[DATA FOR ANALYSIS]
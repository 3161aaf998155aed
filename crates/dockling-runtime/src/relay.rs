//! Output relay workers.
//!
//! Each worker is a thread that copies one of the child's output pipes to a
//! writer until the pipe reaches end of file. Workers are started before
//! the child exists and receive their pipe over a channel: once the PID
//! namespace for children has been unshared, the kernel refuses to create
//! new threads in this process.

use std::io::{self, Read, Write};
use std::sync::mpsc::{self, Sender};
use std::thread::{self, JoinHandle};

use dockling_common::error::LaunchError;

type Source = Box<dyn Read + Send>;

/// A running relay thread for one output stream.
#[derive(Debug)]
pub struct RelayWorker<W> {
    stream: &'static str,
    sender: Option<Sender<Source>>,
    handle: JoinHandle<io::Result<(W, u64)>>,
}

impl<W: Write + Send + 'static> RelayWorker<W> {
    /// Starts a worker named after `stream` that will write into `writer`.
    ///
    /// The worker idles until a source is attached. If it is finished
    /// without one, it copies nothing.
    ///
    /// # Errors
    ///
    /// Returns [`LaunchError::Relay`] if the thread cannot be created.
    pub fn start(stream: &'static str, mut writer: W) -> Result<Self, LaunchError> {
        let (sender, receiver) = mpsc::channel::<Source>();
        let handle = thread::Builder::new()
            .name(format!("relay-{stream}"))
            .spawn(move || -> io::Result<(W, u64)> {
                let copied = match receiver.recv() {
                    Ok(mut source) => io::copy(&mut source, &mut writer)?,
                    Err(_) => 0,
                };
                writer.flush()?;
                Ok((writer, copied))
            })
            .map_err(|source| LaunchError::Relay { stream, source })?;

        tracing::trace!(stream, "relay worker started");
        Ok(Self {
            stream,
            sender: Some(sender),
            handle,
        })
    }

    /// Hands the pipe to copy from to the worker. A worker accepts one source.
    ///
    /// # Errors
    ///
    /// Returns [`LaunchError::Relay`] if a source was already attached or
    /// the worker has already stopped.
    pub fn attach(&mut self, source: impl Read + Send + 'static) -> Result<(), LaunchError> {
        let stream = self.stream;
        let sender = self.sender.take().ok_or_else(|| LaunchError::Relay {
            stream,
            source: io::Error::new(io::ErrorKind::AlreadyExists, "source already attached"),
        })?;
        sender
            .send(Box::new(source))
            .map_err(|_| LaunchError::Relay {
                stream,
                source: io::Error::new(io::ErrorKind::BrokenPipe, "relay worker has stopped"),
            })
    }

    /// Waits for the worker to drain its source.
    ///
    /// Returns the writer and the number of bytes copied.
    ///
    /// # Errors
    ///
    /// Returns [`LaunchError::Relay`] if copying failed or the worker panicked.
    pub fn finish(mut self) -> Result<(W, u64), LaunchError> {
        let stream = self.stream;
        // Without a source the worker must see the channel close to stop.
        drop(self.sender.take());

        let (writer, copied) = self
            .handle
            .join()
            .map_err(|_| LaunchError::Relay {
                stream,
                source: io::Error::other("relay worker panicked"),
            })?
            .map_err(|source| LaunchError::Relay { stream, source })?;

        tracing::debug!(stream, bytes = copied, "relay finished");
        Ok((writer, copied))
    }
}

#[cfg(test)]
mod tests {
    use std::io::Cursor;

    use super::*;

    #[test]
    fn attached_source_is_copied_verbatim() {
        let mut worker = RelayWorker::start("stdout", Vec::new()).unwrap();
        let data: Vec<u8> = (0..=255).cycle().take(100_000).collect();
        worker.attach(Cursor::new(data.clone())).unwrap();

        let (out, copied) = worker.finish().unwrap();
        assert_eq!(copied, data.len() as u64);
        assert_eq!(out, data);
    }

    #[test]
    fn worker_without_source_copies_nothing() {
        let worker = RelayWorker::start("stderr", Vec::new()).unwrap();
        let (out, copied) = worker.finish().unwrap();
        assert_eq!(copied, 0);
        assert!(out.is_empty());
    }

    #[test]
    fn second_source_is_rejected() {
        let mut worker = RelayWorker::start("stdout", Vec::new()).unwrap();
        worker.attach(Cursor::new(b"one".to_vec())).unwrap();
        let err = worker.attach(Cursor::new(b"two".to_vec())).unwrap_err();
        assert!(matches!(err, LaunchError::Relay { stream: "stdout", .. }));

        let (out, _) = worker.finish().unwrap();
        assert_eq!(out, b"one");
    }

    #[derive(Debug)]
    struct FailingWriter;

    impl Write for FailingWriter {
        fn write(&mut self, _buf: &[u8]) -> io::Result<usize> {
            Err(io::Error::other("disk full"))
        }

        fn flush(&mut self) -> io::Result<()> {
            Ok(())
        }
    }

    #[test]
    fn write_failure_is_reported_for_the_stream() {
        let mut worker = RelayWorker::start("stderr", FailingWriter).unwrap();
        worker.attach(Cursor::new(b"payload".to_vec())).unwrap();
        let err = worker.finish().unwrap_err();
        assert!(matches!(err, LaunchError::Relay { stream: "stderr", .. }));
    }
}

[REQUIREMENT]
Go through the records above, find every line with the word "Returns", and list those lines.

[RESULT]
    /// Returns [`LaunchError::Relay`] if the thread cannot be created.
    /// Returns [`LaunchError::Relay`] if a source was already attached or
    /// Returns the writer and the number of bytes copied.
    /// Returns [`LaunchError::Relay`] if copying failed or the worker panicked.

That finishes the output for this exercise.